PROVIDED DATA:
• • • • •
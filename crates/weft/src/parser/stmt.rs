//! Statement grammar: template text, output tags and block-structured tags.

use super::ast::{
    IfBranch, ImportName, MacroDef, MacroParam, SetValue, Stmt, StmtKind,
};
use super::{ParseError, Parser, unexpected};
use crate::error::compute_suggestions;
use crate::lexer::{Pos, Token, TokenKind};

/// Tag keywords understood by the core grammar.
const CORE_TAGS: &[&str] = &[
    "if", "for", "block", "extends", "include", "import", "from", "set", "filter", "macro",
    "call", "raw", "verbatim",
];

/// Tags that continue or close another tag and are only valid as terminators.
const CONTINUATION_TAGS: &[&str] = &["elif", "elseif", "else"];

impl Parser<'_> {
    /// Parse statements until a tag named in `ends` or the end of input.
    ///
    /// Returns the terminator that stopped the body, or `None` at the end of
    /// input (only allowed when `ends` is empty).
    pub(super) fn parse_body(
        &mut self,
        ends: &[&str],
    ) -> Result<(Vec<Stmt>, Option<String>), ParseError> {
        let mut body = Vec::new();
        loop {
            let token = self.next_token();
            let pos = token.pos;
            match token.kind {
                TokenKind::Text(text) => body.push(Stmt {
                    kind: StmtKind::TemplateData(text),
                    pos,
                }),
                TokenKind::VariableStart => {
                    let expr = self.parse_expression()?;
                    self.expect_variable_end()?;
                    body.push(Stmt {
                        kind: StmtKind::Output(expr),
                        pos,
                    });
                }
                TokenKind::BlockStart => {
                    if let TokenKind::Name(tag) = &self.peek().kind
                        && ends.iter().any(|end| *end == tag.as_str())
                    {
                        let tag = tag.clone();
                        self.next_token();
                        return Ok((body, Some(tag)));
                    }
                    if let Some(stmt) = self.parse_statement(pos)? {
                        body.push(stmt);
                    }
                }
                TokenKind::Eof if ends.is_empty() => return Ok((body, None)),
                TokenKind::Eof => {
                    let (tag, pos) = self
                        .open_tags
                        .last()
                        .cloned()
                        .unwrap_or_else(|| (ends[0].to_string(), pos));
                    return Err(ParseError::UnmatchedTag { tag, pos });
                }
                other => return Err(unexpected("template text or a tag", &other, pos)),
            }
        }
    }

    /// Parse one `{% ... %}` statement whose opening delimiter was at `start`.
    ///
    /// Returns `None` for `extends`, which is hoisted onto the template.
    fn parse_statement(&mut self, start: Pos) -> Result<Option<Stmt>, ParseError> {
        let (tag, tag_pos) = self.expect_name()?;
        let kind = match tag.as_str() {
            "if" => self.parse_if(start)?,
            "for" => self.parse_for(start)?,
            "block" => self.parse_block(start)?,
            "extends" => {
                self.parse_extends(start)?;
                return Ok(None);
            }
            "include" => self.parse_include()?,
            "import" => self.parse_import()?,
            "from" => self.parse_from_import()?,
            "set" => self.parse_set(start)?,
            "filter" => self.parse_filter_block(start)?,
            "macro" => StmtKind::Macro(self.parse_macro(start)?),
            "call" => self.parse_call(start)?,
            _ => match self.extension_for(&tag) {
                Some(extension) => {
                    let token = Token::new(TokenKind::Name(tag.clone()), tag_pos);
                    let node =
                        self.with_open_tag(&tag, start, |p| extension.parse(p, &token))?;
                    StmtKind::CallExtension(node)
                }
                None => return Err(self.unknown_tag(tag, tag_pos)),
            },
        };
        Ok(Some(Stmt { kind, pos: start }))
    }

    fn unknown_tag(&self, tag: String, pos: Pos) -> ParseError {
        if tag.starts_with("end") || CONTINUATION_TAGS.iter().any(|t| *t == tag) {
            return ParseError::UnexpectedEndTag { tag, pos };
        }
        let mut available: Vec<&str> = CORE_TAGS.to_vec();
        for extension in self.extensions {
            available.extend(extension.tags().iter().copied());
        }
        let suggestions = compute_suggestions(&tag, &available);
        ParseError::UnknownTag {
            tag,
            suggestions,
            pos,
        }
    }

    fn parse_if(&mut self, start: Pos) -> Result<StmtKind, ParseError> {
        self.with_open_tag("if", start, |p| {
            let mut branches = Vec::new();
            loop {
                let cond = p.parse_expression()?;
                p.expect_block_end()?;
                let (body, end) = p.parse_until(&["elif", "elseif", "else", "endif"])?;
                branches.push(IfBranch { cond, body });
                match end.as_str() {
                    "elif" | "elseif" => {}
                    "else" => {
                        p.expect_block_end()?;
                        let (otherwise, _) = p.parse_until(&["endif"])?;
                        p.expect_block_end()?;
                        return Ok(StmtKind::If {
                            branches,
                            otherwise: Some(otherwise),
                        });
                    }
                    _ => {
                        p.expect_block_end()?;
                        return Ok(StmtKind::If {
                            branches,
                            otherwise: None,
                        });
                    }
                }
            }
        })
    }

    fn parse_for(&mut self, start: Pos) -> Result<StmtKind, ParseError> {
        let parenthesized = self.skip_op("(");
        let targets = self.parse_targets()?;
        if parenthesized {
            self.expect_op(")")?;
        }
        self.expect_keyword("in")?;
        let iter = self.parse_expression()?;
        self.expect_block_end()?;

        self.with_open_tag("for", start, |p| {
            let (body, end) = p.parse_until(&["else", "endfor"])?;
            p.expect_block_end()?;
            let otherwise = if end == "else" {
                let (otherwise, _) = p.parse_until(&["endfor"])?;
                p.expect_block_end()?;
                Some(otherwise)
            } else {
                None
            };
            Ok(StmtKind::For {
                targets,
                iter,
                body,
                otherwise,
            })
        })
    }

    fn parse_block(&mut self, start: Pos) -> Result<StmtKind, ParseError> {
        let (name, pos) = self.expect_name()?;
        if !self.blocks.insert(name.clone()) {
            return Err(ParseError::DuplicateBlock { name, pos });
        }
        self.expect_block_end()?;

        let body = self.with_open_tag("block", start, |p| {
            let (body, _) = p.parse_until(&["endblock"])?;
            // `{% endblock name %}`
            if matches!(p.peek().kind, TokenKind::Name(_)) {
                p.next_token();
            }
            p.expect_block_end()?;
            Ok(body)
        })?;
        Ok(StmtKind::Block { name, body })
    }

    fn parse_extends(&mut self, start: Pos) -> Result<(), ParseError> {
        if !self.open_tags.is_empty() {
            return Err(ParseError::NestedExtends { pos: start });
        }
        if self.extends.is_some() {
            return Err(ParseError::DuplicateExtends { pos: start });
        }
        let parent = self.parse_expression()?;
        self.expect_block_end()?;
        self.extends = Some(parent);
        Ok(())
    }

    fn parse_include(&mut self) -> Result<StmtKind, ParseError> {
        let template = self.parse_expression()?;
        let ignore_missing = if self.skip_name("ignore") {
            self.expect_keyword("missing")?;
            true
        } else {
            false
        };
        self.expect_block_end()?;
        Ok(StmtKind::Include {
            template,
            ignore_missing,
        })
    }

    fn parse_import(&mut self) -> Result<StmtKind, ParseError> {
        let template = self.parse_expression()?;
        self.expect_keyword("as")?;
        let (alias, _) = self.expect_name()?;
        let with_context = self.parse_context_modifier();
        self.expect_block_end()?;
        Ok(StmtKind::Import {
            template,
            alias,
            with_context,
        })
    }

    fn parse_from_import(&mut self) -> Result<StmtKind, ParseError> {
        let template = self.parse_expression()?;
        self.expect_keyword("import")?;

        let mut names = Vec::new();
        loop {
            if self.at_context_modifier() {
                break;
            }
            let (name, _) = self.expect_name()?;
            let alias = if self.skip_name("as") {
                Some(self.expect_name()?.0)
            } else {
                None
            };
            names.push(ImportName { name, alias });
            if !self.skip_op(",") {
                break;
            }
        }
        if names.is_empty() {
            let token = self.peek();
            return Err(unexpected("a name to import", &token.kind, token.pos));
        }

        let with_context = self.parse_context_modifier();
        self.expect_block_end()?;
        Ok(StmtKind::FromImport {
            template,
            names,
            with_context,
        })
    }

    fn at_context_modifier(&self) -> bool {
        (self.peek().is_name("with") || self.peek().is_name("without"))
            && self.peek_at(1).is_name("context")
    }

    /// Consume an optional `with context` / `without context` suffix.
    fn parse_context_modifier(&mut self) -> bool {
        if !self.at_context_modifier() {
            return false;
        }
        let with = self.next_token().is_name("with");
        self.next_token();
        with
    }

    fn parse_set(&mut self, start: Pos) -> Result<StmtKind, ParseError> {
        let targets = self.parse_targets()?;
        if self.skip_op("=") {
            let value = self.parse_expression()?;
            self.expect_block_end()?;
            return Ok(StmtKind::Set {
                targets,
                value: SetValue::Expr(value),
            });
        }

        let token = self.peek();
        match token.kind {
            TokenKind::BlockEnd => {}
            TokenKind::Op("." | "[") => {
                return Err(ParseError::InvalidAssignment { pos: token.pos });
            }
            ref other => return Err(unexpected("'=' or end of tag", other, token.pos)),
        }
        self.expect_block_end()?;
        let body = self.with_open_tag("set", start, |p| {
            let (body, _) = p.parse_until(&["endset"])?;
            p.expect_block_end()?;
            Ok(body)
        })?;
        Ok(StmtKind::Set {
            targets,
            value: SetValue::Capture(body),
        })
    }

    /// Comma-separated assignment targets; only plain names are allowed.
    fn parse_targets(&mut self) -> Result<Vec<String>, ParseError> {
        let mut targets = Vec::new();
        loop {
            let token = self.next_token();
            match token.kind {
                TokenKind::Name(name) => targets.push(name),
                _ => return Err(ParseError::InvalidAssignment { pos: token.pos }),
            }
            if !self.skip_op(",") {
                return Ok(targets);
            }
        }
    }

    fn parse_filter_block(&mut self, start: Pos) -> Result<StmtKind, ParseError> {
        let (name, _) = self.parse_filter_name()?;
        let (args, kwargs) = if self.peek().is_op("(") {
            self.parse_arguments()?
        } else {
            (Vec::new(), Vec::new())
        };
        self.expect_block_end()?;
        let body = self.with_open_tag("filter", start, |p| {
            let (body, _) = p.parse_until(&["endfilter"])?;
            p.expect_block_end()?;
            Ok(body)
        })?;
        Ok(StmtKind::FilterBlock {
            name,
            args,
            kwargs,
            body,
        })
    }

    fn parse_macro(&mut self, start: Pos) -> Result<MacroDef, ParseError> {
        let (name, _) = self.expect_name()?;
        let params = self.parse_signature()?;
        self.expect_block_end()?;
        let body = self.with_open_tag("macro", start, |p| {
            let (body, _) = p.parse_until(&["endmacro"])?;
            if matches!(p.peek().kind, TokenKind::Name(_)) {
                p.next_token();
            }
            p.expect_block_end()?;
            Ok(body)
        })?;
        Ok(MacroDef { name, params, body })
    }

    fn parse_call(&mut self, start: Pos) -> Result<StmtKind, ParseError> {
        let params = if self.peek().is_op("(") {
            self.parse_signature()?
        } else {
            Vec::new()
        };
        let call = self.parse_expression()?;
        self.expect_block_end()?;
        let body = self.with_open_tag("call", start, |p| {
            let (body, _) = p.parse_until(&["endcall"])?;
            p.expect_block_end()?;
            Ok(body)
        })?;
        Ok(StmtKind::Call {
            call,
            caller: MacroDef {
                name: "caller".to_string(),
                params,
                body,
            },
        })
    }

    /// Parse a parenthesized parameter list: `(a, b, c=10)`.
    pub fn parse_signature(&mut self) -> Result<Vec<MacroParam>, ParseError> {
        self.expect_op("(")?;
        let mut params = Vec::new();
        loop {
            if self.skip_op(")") {
                return Ok(params);
            }
            let (name, _) = self.expect_name()?;
            let default = if self.skip_op("=") {
                Some(self.parse_expression()?)
            } else {
                None
            };
            params.push(MacroParam { name, default });
            if !self.skip_op(",") {
                self.expect_op(")")?;
                return Ok(params);
            }
        }
    }
}
impl Compiler<'_> {
    fn compile_body(&mut self, body: &[ast::Stmt]) -> Result<Vec<Instr>, CompileError> {
        let mut instrs = Vec::with_capacity(body.len());
        for stmt in body {
            if let Some(instr) = self.compile_stmt(stmt)? {
                instrs.push(instr);
            }
        }
        Ok(instrs)
    }

    fn compile_stmt(&mut self, stmt: &ast::Stmt) -> Result<Option<Instr>, CompileError> {
        let kind = match &stmt.kind {
            StmtKind::TemplateData(text) => InstrKind::Text(text.clone()),
            StmtKind::Output(expr) => InstrKind::Output(self.compile_expr(expr)?),
            StmtKind::If {
                branches,
                otherwise,
            } => {
                let mut compiled = Vec::with_capacity(branches.len());
                for branch in branches {
                    let cond = self.compile_expr(&branch.cond)?;
                    compiled.push((cond, self.compile_body(&branch.body)?));
                }
                InstrKind::If {
                    branches: compiled,
                    otherwise: self.compile_optional_body(otherwise.as_deref())?,
                }
            }
            StmtKind::For {
                targets,
                iter,
                body,
                otherwise,
            } => {
                let iter = self.compile_expr(iter)?;
                self.scope.push(ScopeKind::For);
                for target in targets {
                    self.scope.declare(target);
                }
                self.scope.declare("loop");
                let compiled = self.compile_body(body);
                self.scope.pop();
                InstrKind::For {
                    targets: targets.clone(),
                    iter,
                    body: compiled?,
                    otherwise: self.compile_optional_body(otherwise.as_deref())?,
                    concurrent: self.analysis.body_may_await(body),
                }
            }
            StmtKind::Block { name, body } => {
                let top_level = self.scope.is_top_level();
                self.scope.push(ScopeKind::Block(name.clone()));
                let compiled = self.compile_body(body);
                self.scope.pop();
                self.blocks.insert(
                    name.clone(),
                    Routine {
                        name: format!("b_{name}"),
                        body: compiled?,
                        is_async: self.analysis.body_is_async(body),
                    },
                );
                // A child template's own output is discarded in favour of
                // its parent, so its top-level blocks are only registered.
                if self.has_parent && top_level {
                    return Ok(None);
                }
                InstrKind::Block { name: name.clone() }
            }
            StmtKind::Include {
                template,
                ignore_missing,
            } => InstrKind::Include {
                template: self.compile_expr(template)?,
                ignore_missing: *ignore_missing,
            },
            StmtKind::Import {
                template,
                alias,
                with_context,
            } => {
                let template = self.compile_expr(template)?;
                self.scope.declare(alias);
                InstrKind::Import {
                    template,
                    alias: alias.clone(),
                    with_context: *with_context,
                }
            }
            StmtKind::FromImport {
                template,
                names,
                with_context,
            } => {
                let template = self.compile_expr(template)?;
                let names = names
                    .iter()
                    .map(|import| {
                        self.scope.declare(import.binding());
                        (import.name.clone(), import.binding().to_string())
                    })
                    .collect();
                InstrKind::FromImport {
                    template,
                    names,
                    with_context: *with_context,
                }
            }
            StmtKind::Set { targets, value } => {
                let export = self.scope.is_top_level();
                let kind = match value {
                    SetValue::Expr(expr) => InstrKind::Set {
                        targets: targets.clone(),
                        value: self.compile_expr(expr)?,
                        export,
                    },
                    SetValue::Capture(body) => InstrKind::SetCapture {
                        targets: targets.clone(),
                        body: self.compile_body(body)?,
                        export,
                    },
                };
                for target in targets {
                    self.scope.declare(target);
                }
                kind
            }
            StmtKind::FilterBlock {
                name,
                args,
                kwargs,
                body,
            } => InstrKind::FilterBlock {
                name: name.clone(),
                args: self.compile_exprs(args)?,
                kwargs: self.compile_kwargs(kwargs)?,
                body: self.compile_body(body)?,
                is_async: self.analysis.filter_is_async(name),
            },
            StmtKind::Macro(def) => {
                // Declared before the body so the macro can call itself.
                self.scope.declare(&def.name);
                let id = self.compile_macro(def, ScopeKind::Macro)?;
                InstrKind::Macro {
                    id,
                    name: def.name.clone(),
                    export: self.scope.is_top_level(),
                }
            }
            StmtKind::Call { call, caller } => {
                let id = self.compile_macro(caller, ScopeKind::Caller)?;
                let expr = match &call.kind {
                    ExprKind::FunCall {
                        callee,
                        args,
                        kwargs,
                    } => self.compile_call(callee, args, kwargs, Some(id), call.pos)?,
                    _ => Expr::Call {
                        callee: Box::new(self.compile_expr(call)?),
                        args: Vec::new(),
                        kwargs: Vec::new(),
                        caller: Some(id),
                        concurrent_args: false,
                    },
                };
                InstrKind::Output(expr)
            }
            StmtKind::CallExtension(node) => {
                let mut bodies = Vec::with_capacity(node.bodies.len());
                for body in &node.bodies {
                    bodies.push(self.compile_body(body)?);
                }
                InstrKind::CallExtension {
                    extension: node.extension.clone(),
                    args: self.compile_exprs(&node.args)?,
                    kwargs: self.compile_kwargs(&node.kwargs)?,
                    bodies,
                    is_async: self.analysis.extension_is_async(&node.extension),
                }
            }
        };
        Ok(Some(Instr {
            kind,
            pos: stmt.pos,
        }))
    }

    fn compile_optional_body(
        &mut self,
        body: Option<&[ast::Stmt]>,
    ) -> Result<Vec<Instr>, CompileError> {
        match body {
            Some(body) => self.compile_body(body),
            None => Ok(Vec::new()),
        }
    }

    /// Compile a macro or `caller` body into its own routine.
    fn compile_macro(&mut self, def: &MacroDef, kind: ScopeKind) -> Result<usize, CompileError> {
        let is_caller = kind == ScopeKind::Caller;
        self.scope.push(kind);
        let result = self.compile_macro_body(def, is_caller);
        let frame = self.scope.pop();
        let (params, body) = result?;

        let declares_kwargs = def.params.iter().any(|p| p.name == "kwargs");
        let catch_kwargs = !declares_kwargs && frame.is_some_and(|f| f.kwargs_used);
        self.macros.push(MacroRoutine {
            name: def.name.clone(),
            params,
            body,
            catch_kwargs,
            is_async: self.analysis.body_is_async(&def.body),
        });
        Ok(self.macros.len() - 1)
    }

    /// A `caller` body does not get its own `kwargs`: it closes over the
    /// frame of the macro it was written in and sees that macro's.
    fn compile_macro_body(
        &mut self,
        def: &MacroDef,
        is_caller: bool,
    ) -> Result<(Vec<Param>, Vec<Instr>), CompileError> {
        let mut params = Vec::with_capacity(def.params.len());
        for param in &def.params {
            let default = param
                .default
                .as_ref()
                .map(|d| self.compile_expr(d))
                .transpose()?;
            self.scope.declare(&param.name);
            params.push(Param {
                name: param.name.clone(),
                default,
            });
        }
        if !is_caller {
            self.scope.declare("kwargs");
        }
        self.scope.declare("caller");
        let body = self.compile_body(&def.body)?;
        Ok((params, body))
    }

    fn compile_exprs(&mut self, exprs: &[ast::Expr]) -> Result<Vec<Expr>, CompileError> {
        exprs.iter().map(|e| self.compile_expr(e)).collect()
    }

    fn compile_kwargs(
        &mut self,
        kwargs: &[(String, ast::Expr)],
    ) -> Result<Vec<(String, Expr)>, CompileError> {
        kwargs
            .iter()
            .map(|(name, e)| Ok((name.clone(), self.compile_expr(e)?)))
            .collect()
    }

    fn compile_call(
        &mut self,
        callee: &ast::Expr,
        args: &[ast::Expr],
        kwargs: &[(String, ast::Expr)],
        caller: Option<usize>,
        pos: Pos,
    ) -> Result<Expr, CompileError> {
        if let ExprKind::Symbol(name) = &callee.kind
            && name == "super"
            && self.scope.resolve(name) == Resolution::Dynamic
        {
            return match self.scope.current_block() {
                Some(block) => Ok(Expr::Super {
                    block: block.to_string(),
                }),
                None => Err(CompileError::SuperOutsideBlock { pos }),
            };
        }

        let async_args = args
            .iter()
            .chain(kwargs.iter().map(|(_, e)| e))
            .filter(|e| self.analysis.expr_is_async(e))
            .count();
        Ok(Expr::Call {
            callee: Box::new(self.compile_expr(callee)?),
            args: self.compile_exprs(args)?,
            kwargs: self.compile_kwargs(kwargs)?,
            caller,
            concurrent_args: async_args > 0 && args.len() + kwargs.len() > 1,
        })
    }

    fn compile_expr(&mut self, expr: &ast::Expr) -> Result<Expr, CompileError> {
        Ok(match &expr.kind {
            ExprKind::Literal(literal) => Expr::Const(literal.clone()),
            ExprKind::Symbol(name) => match self.scope.resolve(name) {
                Resolution::Local { depth } => Expr::Local {
                    name: name.clone(),
                    depth,
                },
                Resolution::Dynamic => Expr::Lookup { name: name.clone() },
            },
            ExprKind::Group(inner) => self.compile_expr(inner)?,
            ExprKind::Array(items) => Expr::Array(self.compile_exprs(items)?),
            ExprKind::Dict(pairs) => {
                let mut compiled = Vec::with_capacity(pairs.len());
                for (key, value) in pairs {
                    compiled.push((self.compile_expr(key)?, self.compile_expr(value)?));
                }
                Expr::Dict(compiled)
            }
            ExprKind::BinOp { op, left, right } => Expr::Binary {
                op: *op,
                left: Box::new(self.compile_expr(left)?),
                right: Box::new(self.compile_expr(right)?),
            },
            ExprKind::UnaryOp { op, operand } => Expr::Unary {
                op: *op,
                operand: Box::new(self.compile_expr(operand)?),
            },
            ExprKind::Compare { first, rest } => {
                let first = Box::new(self.compile_expr(first)?);
                let mut compiled = Vec::with_capacity(rest.len());
                for (op, operand) in rest {
                    compiled.push((*op, self.compile_expr(operand)?));
                }
                Expr::Compare {
                    first,
                    rest: compiled,
                }
            }
            ExprKind::InlineIf {
                cond,
                body,
                otherwise,
            } => Expr::InlineIf {
                cond: Box::new(self.compile_expr(cond)?),
                body: Box::new(self.compile_expr(body)?),
                otherwise: match otherwise {
                    Some(o) => Some(Box::new(self.compile_expr(o)?)),
                    None => None,
                },
            },
            ExprKind::FunCall {
                callee,
                args,
                kwargs,
            } => self.compile_call(callee, args, kwargs, None, expr.pos)?,
            ExprKind::Filter {
                name,
                target,
                args,
                kwargs,
            } => Expr::Filter {
                name: name.clone(),
                target: Box::new(self.compile_expr(target)?),
                args: self.compile_exprs(args)?,
                kwargs: self.compile_kwargs(kwargs)?,
                is_async: self.analysis.filter_is_async(name),
            },
            ExprKind::GetAttr { target, name } => Expr::GetAttr {
                target: Box::new(self.compile_expr(target)?),
                name: name.clone(),
            },
            ExprKind::GetItem { target, key } => Expr::GetItem {
                target: Box::new(self.compile_expr(target)?),
                key: Box::new(self.compile_expr(key)?),
            },
        })
    }
}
• • • • •
YOUR INSTRUCTIONS: Every line in the records above with the string "SetValue" in it should be shown.

TASK RESPONSE:
    IfBranch, ImportName, MacroDef, MacroParam, SetValue, Stmt, StmtKind,
                value: SetValue::Expr(value),
            value: SetValue::Capture(body),
                    SetValue::Expr(expr) => InstrKind::Set {
                    SetValue::Capture(body) => InstrKind::SetCapture {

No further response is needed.